We can create our plot using ggplot2, adding the median, minimum, and maximum values as lines and text labels:

ggplot(pairwise_fst_tidy, aes(x = value, y = time_range_pop1)) +
  geom_point() +
  geom_line(
    data = medians, aes(x = median_value, y = time_range_pop1, group = 1),
    color = "red", linewidth = 1.2
  ) +
  geom_text(data = min, aes(
    x = min_value, y = time_range_pop1,
    label = round(min_value, 3), vjust = -0.7
  )) +
  geom_text(data = max, aes(
    x = max_value, y = time_range_pop1,
    label = round(max_value, 3), vjust = -0.7
  )) +
  labs(x = expression("F"[ST]), y = element_blank())
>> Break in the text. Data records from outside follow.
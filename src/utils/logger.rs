// Logger initialization

use anyhow::Result;
use tracing_appender::non_blocking::WorkerGuard;
use tracing_subscriber::{fmt, layer::SubscriberExt, util::SubscriberInitExt, EnvFilter};

use crate::config::Config;

const LOG_FILE_PREFIX: &str = "pdf-markdown-service.log";

/// Default filter when `RUST_LOG` is not set.
pub fn default_filter(development: bool) -> &'static str {
    if development {
        "pdf_markdown_service=debug,tower_http=debug,axum=debug"
    } else {
        "pdf_markdown_service=info,tower_http=info"
    }
}

/// Install the global subscriber: stdout always, plus a daily-rolled file
/// under `LOG_DIR` when configured. Keep the returned guard alive for the
/// lifetime of the process or buffered file output is lost.
pub fn init_logger(config: &Config) -> Result<Option<WorkerGuard>> {
    let filter = EnvFilter::try_from_default_env()
        .unwrap_or_else(|_| default_filter(config.server.development).into());

    let (file_layer, guard) = match &config.logging.log_dir {
        Some(dir) => {
            let appender = tracing_appender::rolling::daily(dir, LOG_FILE_PREFIX);
            let (writer, guard) = tracing_appender::non_blocking(appender);
            (Some(fmt::layer().with_writer(writer).with_ansi(false)), Some(guard))
        }
        None => (None, None),
    };

    tracing_subscriber::registry()
        .with(filter)
        .with(fmt::layer())
        .with(file_layer)
        .try_init()?;

    Ok(guard)
}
plot of chunk pairwise_fst

F statistics

To calculate F statistics, tidypopgen integrates with the R admixtools package (a.k.a. ADMIXTOOLS 2). The function gt_extract_f2 allows users to calculate blocked f2 statistics from a gen_tibble object, operating in the same way as the extract_f2 function of admixtools.

gt_extract_f2 can be used as follows:

f2s <- gt_extract_f2(ancient_modern,
  outdir = "./data/NearEastPublic/f2"
)

We could now use any of the functions from admixtools giving the outdir with the f2 values.